In order to be selected to be part of the drug court, offenders are pre-screened to make sure they are an appropriate candidate. They must also plead guilty, and the prosecutor and their attorney must come to a plea agreement, Ulbricht said. Once the offender is sentenced their probation officer will help monitor compliance, and a treatment provider can let other team members know how engaged they are in treatment services, Ulbricht said.
While in drug court, the offender would also have access to additional resources to help them operate as a functioning part of the community, such as the opportunity to earn a high school diploma or vocational certificate, mental health services if needed, and access to medical aid, such as dental services.

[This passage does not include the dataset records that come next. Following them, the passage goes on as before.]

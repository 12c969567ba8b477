//! Snapshot storage and retention.
//!
//! A snapshot is a named directory of time-slices. Each slice is an
//! immutable set of chunk images captured at one minute, stored below a
//! `year/month/day/hour/minute` path. The store measures slice sizes
//! (memoized in `metadata.json`), plans quota evictions oldest first, and
//! deletes whole slices only.

mod date;
mod error;
mod lister;
mod metadata;
mod quota;
pub mod schedule;
mod store;

pub use date::SliceDate;
pub use error::StoreError;
pub use lister::{DirectoryLister, FsLister};
pub use metadata::{SnapshotMetadata, METADATA_FILE};
pub use quota::{AppliedQuota, QuotaPlan};
pub use schedule::{parse_interval, run_schedule, IntervalParseError};
pub use store::{ChangeOrder, SliceOptions, SliceReport, SnapshotStore};
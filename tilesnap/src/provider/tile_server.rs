//! Provider for XYZ-style chunk servers addressed by a URL template.

use super::http::AsyncHttpClient;
use super::types::{ChunkSource, ProviderError};
use crate::area::ChunkCoord;

/// Default chunk URL: the public wplace tile backend.
pub const DEFAULT_URL_TEMPLATE: &str = "https://backend.wplace.live/files/s0/tiles/{x}/{y}.png";

/// Fetches chunks from a URL template containing `{x}` and `{y}`.
pub struct TileServerProvider<C: AsyncHttpClient> {
    http_client: C,
    url_template: String,
    name: String,
}

impl<C: AsyncHttpClient> TileServerProvider<C> {
    /// Creates a provider for the given template.
    ///
    /// Fails when the template lacks either placeholder, since every chunk
    /// would then resolve to the same URL.
    pub fn new(http_client: C, url_template: impl Into<String>) -> Result<Self, ProviderError> {
        let url_template = url_template.into();
        if !url_template.contains("{x}") || !url_template.contains("{y}") {
            return Err(ProviderError::Config(format!(
                "URL template '{}' must contain {{x}} and {{y}}",
                url_template
            )));
        }

        let name = reqwest::Url::parse(&url_template.replace(['{', '}'], ""))
            .ok()
            .and_then(|u| u.host_str().map(str::to_string))
            .unwrap_or_else(|| "tile-server".to_string());

        Ok(Self {
            http_client,
            url_template,
            name,
        })
    }

    /// Creates a provider for the default wplace backend.
    pub fn wplace(http_client: C) -> Self {
        Self {
            http_client,
            url_template: DEFAULT_URL_TEMPLATE.to_string(),
            name: "backend.wplace.live".to_string(),
        }
    }

    /// Builds the URL for a chunk.
    pub fn chunk_url(&self, coord: ChunkCoord) -> String {
        self.url_template
            .replace("{x}", &coord.x.to_string())
            .replace("{y}", &coord.y.to_string())
    }
}

impl<C: AsyncHttpClient> ChunkSource for TileServerProvider<C> {
    async fn fetch_chunk(&self, coord: ChunkCoord) -> Result<Vec<u8>, ProviderError> {
        let url = self.chunk_url(coord);
        self.http_client.get(&url).await
    }

    fn name(&self) -> &str {
        &self.name
    }
}
//! Pyramid tile compositing.
//!
//! Stored chunks are native zoom ([`NATIVE_ZOOM`]) rasters of
//! [`CHUNK_SIZE`]² pixels. A tile at zoom `z` covers `2^(NATIVE_ZOOM - z)`
//! native pixels per output pixel; the compositor gathers the chunks under
//! that window and resamples them nearest-neighbor into a [`TILE_SIZE`]²
//! PNG.

mod render;
mod window;

pub use render::{blank_tile, TileCompositor};
pub use window::{Placement, TileKey, TileWindow};

pub(crate) use render::encode_png;

use image::RgbaImage;
use std::io;
use std::path::{Path, PathBuf};
use std::sync::Arc;
use thiserror::Error;

/// Zoom level at which one tile is exactly one stored chunk.
pub const NATIVE_ZOOM: u8 = 12;

/// Edge length of a stored chunk in pixels.
pub const CHUNK_SIZE: u32 = 1000;

/// Edge length of every rendered tile in pixels.
pub const TILE_SIZE: u32 = 1000;

/// Deepest zoom accepted for rendering.
pub const MAX_ZOOM: u8 = 22;

/// A stored chunk kept in both forms: the bytes as read from disk and the
/// decoded pixels.
#[derive(Clone)]
pub struct ChunkImage {
    pub encoded: Arc<Vec<u8>>,
    pub pixels: Arc<RgbaImage>,
}

impl ChunkImage {
    pub fn new(encoded: Vec<u8>, pixels: RgbaImage) -> Self {
        Self {
            encoded: Arc::new(encoded),
            pixels: Arc::new(pixels),
        }
    }
}

impl std::fmt::Debug for ChunkImage {
    fn fmt(&self, f: &mut std::fmt::Formatter<'_>) -> std::fmt::Result {
        f.debug_struct("ChunkImage")
            .field("encoded_bytes", &self.encoded.len())
            .field("width", &self.pixels.width())
            .field("height", &self.pixels.height())
            .finish()
    }
}

/// Errors that fail a tile render.
#[derive(Debug, Error)]
pub enum RenderError {
    #[error("Zoom {0} is out of range (max {MAX_ZOOM})")]
    InvalidZoom(u8),

    #[error("No snapshot loaded")]
    NoSnapshot,

    #[error("I/O error at {}: {source}", path.display())]
    Io {
        path: PathBuf,
        #[source]
        source: io::Error,
    },

    #[error("Failed to encode tile: {0}")]
    Encode(String),

    #[error("Render task failed: {0}")]
    Task(String),
}

impl RenderError {
    pub(crate) fn io(path: impl AsRef<Path>, source: io::Error) -> Self {
        RenderError::Io {
            path: path.as_ref().to_path_buf(),
            source,
        }
    }
}
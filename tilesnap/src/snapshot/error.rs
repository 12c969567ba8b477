//! Snapshot store errors.

use std::io;
use std::path::{Path, PathBuf};
use thiserror::Error;

/// Errors raised by [`super::SnapshotStore`].
#[derive(Debug, Error)]
pub enum StoreError {
    /// Snapshot or slice does not exist. Callers report this as information.
    #[error("Snapshot not found: {0}")]
    NotFound(String),

    /// A slice was requested without any selected area.
    #[error("No area selected")]
    NoArea,

    #[error("Invalid snapshot name '{0}'")]
    InvalidName(String),

    #[error("Invalid slice date '{0}'")]
    InvalidDate(String),

    /// A slice with this date is already stored. Slices are never rewritten.
    #[error("Change already exists: {0}")]
    SliceExists(String),

    #[error("I/O error at {}: {source}", path.display())]
    Io {
        path: PathBuf,
        #[source]
        source: io::Error,
    },

    #[error("Failed to parse metadata {}: {source}", path.display())]
    Metadata {
        path: PathBuf,
        #[source]
        source: serde_json::Error,
    },

    #[error("Store task failed: {0}")]
    Task(String),
}

impl StoreError {
    pub(crate) fn io(path: impl AsRef<Path>, source: io::Error) -> Self {
        StoreError::Io {
            path: path.as_ref().to_path_buf(),
            source,
        }
    }

    pub fn is_not_found(&self) -> bool {
        matches!(self, StoreError::NotFound(_))
    }
}
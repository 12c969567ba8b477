//! Tile rendering from stored chunks.

use super::window::{TileKey, TileWindow};
use super::{ChunkImage, RenderError, MAX_ZOOM, TILE_SIZE};
use crate::area::ChunkCoord;
use crate::cache::LruCache;
use image::{ImageFormat, Rgba, RgbaImage};
use std::io::{self, Cursor};
use std::path::Path;
use std::sync::Arc;
use tracing::{debug, trace, warn};

/// Chunk ranges larger than this are resolved from one directory listing
/// instead of probing every coordinate.
const PROBE_LIMIT: u64 = 64;

/// Builds pyramid tiles from the chunks of one slice directory.
///
/// Decoded chunks go through the shared chunk cache; callers own the
/// rendered-tile cache.
pub struct TileCompositor {
    chunk_cache: Arc<LruCache<ChunkCoord, ChunkImage>>,
}

impl TileCompositor {
    pub fn new(chunk_cache: Arc<LruCache<ChunkCoord, ChunkImage>>) -> Self {
        Self { chunk_cache }
    }

    pub fn chunk_cache(&self) -> &Arc<LruCache<ChunkCoord, ChunkImage>> {
        &self.chunk_cache
    }

    /// Renders `tile` from the chunks in `slice_dir` as PNG bytes.
    ///
    /// Missing chunks are skipped and undecodable ones logged and skipped,
    /// so a tile with no chunks is a blank transparent image. At native zoom
    /// the stored chunk bytes are returned unchanged.
    pub async fn render_tile(&self, slice_dir: &Path, tile: TileKey) -> Result<Vec<u8>, RenderError> {
        if tile.z > MAX_ZOOM {
            return Err(RenderError::InvalidZoom(tile.z));
        }
        let window = TileWindow::for_tile(tile);

        if let Some(coord) = window.aligned_chunk() {
            if let Some(bytes) = self.read_encoded(slice_dir, coord).await? {
                trace!(tile = %tile, "Serving stored chunk unchanged");
                return Ok(bytes);
            }
            return blank_tile();
        }

        let coords = self.candidate_chunks(slice_dir, &window).await?;
        let mut chunks = Vec::with_capacity(coords.len());
        for coord in coords {
            if let Some(image) = self.load_chunk(slice_dir, coord).await? {
                chunks.push((coord, image));
            }
        }

        debug!(tile = %tile, chunks = chunks.len(), "Compositing tile");
        tokio::task::spawn_blocking(move || {
            let canvas = compose(&window, &chunks);
            encode_png(&canvas)
        })
        .await
        .map_err(|e| RenderError::Task(e.to_string()))?
    }

    /// Loads a decoded chunk through the cache. `None` when absent or
    /// undecodable.
    pub async fn load_chunk(
        &self,
        slice_dir: &Path,
        coord: ChunkCoord,
    ) -> Result<Option<ChunkImage>, RenderError> {
        if let Some(cached) = self.chunk_cache.get(&coord) {
            return Ok(Some(cached));
        }

        let Some(bytes) = read_chunk_file(&slice_dir.join(coord.file_name())).await? else {
            return Ok(None);
        };

        let decoded = tokio::task::spawn_blocking(move || {
            let pixels = image::load_from_memory(&bytes).map(|img| img.to_rgba8());
            (bytes, pixels)
        })
        .await
        .map_err(|e| RenderError::Task(e.to_string()))?;

        match decoded {
            (bytes, Ok(pixels)) => {
                let image = ChunkImage::new(bytes, pixels);
                self.chunk_cache.put(coord, image.clone());
                Ok(Some(image))
            }
            (_, Err(e)) => {
                warn!(x = coord.x, y = coord.y, error = %e, "Failed to decode chunk, skipping");
                Ok(None)
            }
        }
    }

    async fn read_encoded(
        &self,
        slice_dir: &Path,
        coord: ChunkCoord,
    ) -> Result<Option<Vec<u8>>, RenderError> {
        if let Some(cached) = self.chunk_cache.get(&coord) {
            return Ok(Some(cached.encoded.to_vec()));
        }
        read_chunk_file(&slice_dir.join(coord.file_name())).await
    }

    /// Chunks that may contribute to `window`, in column-major order.
    async fn candidate_chunks(
        &self,
        slice_dir: &Path,
        window: &TileWindow,
    ) -> Result<Vec<ChunkCoord>, RenderError> {
        let Some((x0, y0, x1, y1)) = window.chunk_range() else {
            return Ok(Vec::new());
        };

        if window.chunk_count() <= PROBE_LIMIT {
            let mut coords = Vec::new();
            for cx in x0..=x1 {
                for cy in y0..=y1 {
                    if let (Ok(x), Ok(y)) = (i32::try_from(cx), i32::try_from(cy)) {
                        coords.push(ChunkCoord::new(x, y));
                    }
                }
            }
            return Ok(coords);
        }

        let mut coords = list_chunks(slice_dir).await?;
        coords.retain(|c| window.contains_chunk(*c));
        coords.sort_by_key(|c| (c.x, c.y));
        Ok(coords)
    }
}

/// Encoded PNG of a fully transparent tile.
pub fn blank_tile() -> Result<Vec<u8>, RenderError> {
    encode_png(&RgbaImage::new(TILE_SIZE, TILE_SIZE))
}

pub(crate) fn encode_png(image: &RgbaImage) -> Result<Vec<u8>, RenderError> {
    let mut buffer = Vec::new();
    image
        .write_to(&mut Cursor::new(&mut buffer), ImageFormat::Png)
        .map_err(|e| RenderError::Encode(e.to_string()))?;
    Ok(buffer)
}

/// Blits every chunk's overlapping region into a transparent tile.
fn compose(window: &TileWindow, chunks: &[(ChunkCoord, ChunkImage)]) -> RgbaImage {
    let mut canvas = RgbaImage::from_pixel(TILE_SIZE, TILE_SIZE, Rgba([0, 0, 0, 0]));
    for (coord, image) in chunks {
        let Some(placement) = window.placement(*coord) else {
            continue;
        };
        let pixels = &image.pixels;
        for j in 0..placement.dh {
            let ty = placement.dy + j;
            if !(0..TILE_SIZE as i64).contains(&ty) {
                continue;
            }
            for i in 0..placement.dw {
                let tx = placement.dx + i;
                if !(0..TILE_SIZE as i64).contains(&tx) {
                    continue;
                }
                let (sx, sy) = placement.source_pixel(i, j);
                if sx >= pixels.width() as i64 || sy >= pixels.height() as i64 {
                    continue;
                }
                canvas.put_pixel(tx as u32, ty as u32, *pixels.get_pixel(sx as u32, sy as u32));
            }
        }
    }
    canvas
}

/// Reads a chunk file; a missing file is `None`.
async fn read_chunk_file(path: &Path) -> Result<Option<Vec<u8>>, RenderError> {
    match tokio::fs::read(path).await {
        Ok(bytes) => Ok(Some(bytes)),
        Err(e) if e.kind() == io::ErrorKind::NotFound => Ok(None),
        Err(e) => Err(RenderError::io(path, e)),
    }
}

/// Coordinates of every chunk file in a slice directory.
async fn list_chunks(slice_dir: &Path) -> Result<Vec<ChunkCoord>, RenderError> {
    let mut entries = match tokio::fs::read_dir(slice_dir).await {
        Ok(entries) => entries,
        Err(e) if e.kind() == io::ErrorKind::NotFound => return Ok(Vec::new()),
        Err(e) => return Err(RenderError::io(slice_dir, e)),
    };

    let mut coords = Vec::new();
    while let Some(entry) = entries
        .next_entry()
        .await
        .map_err(|e| RenderError::io(slice_dir, e))?
    {
        if let Some(coord) = entry.file_name().to_str().and_then(ChunkCoord::from_file_name) {
            coords.push(coord);
        }
    }
    Ok(coords)
}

Judicial district courts are eligible to receive start-up funding for a drug treatment court, providing about $350,000 over three years.
“I attempted this last year and had support from all the stakeholders, excluding the county attorney office. Without their support and commitment, we are unable to launch a drug court in our community,” Ulbricht said.
Ulbricht urged community members to make the support of a drug court a priority for the 2018 County Attorney election.
There are an estimated 3,000 drug courts operating in the U.S., including 33 in Montana. Currently 20 of the 33 existing drug courts in Montana receive state and general fund operating dollars.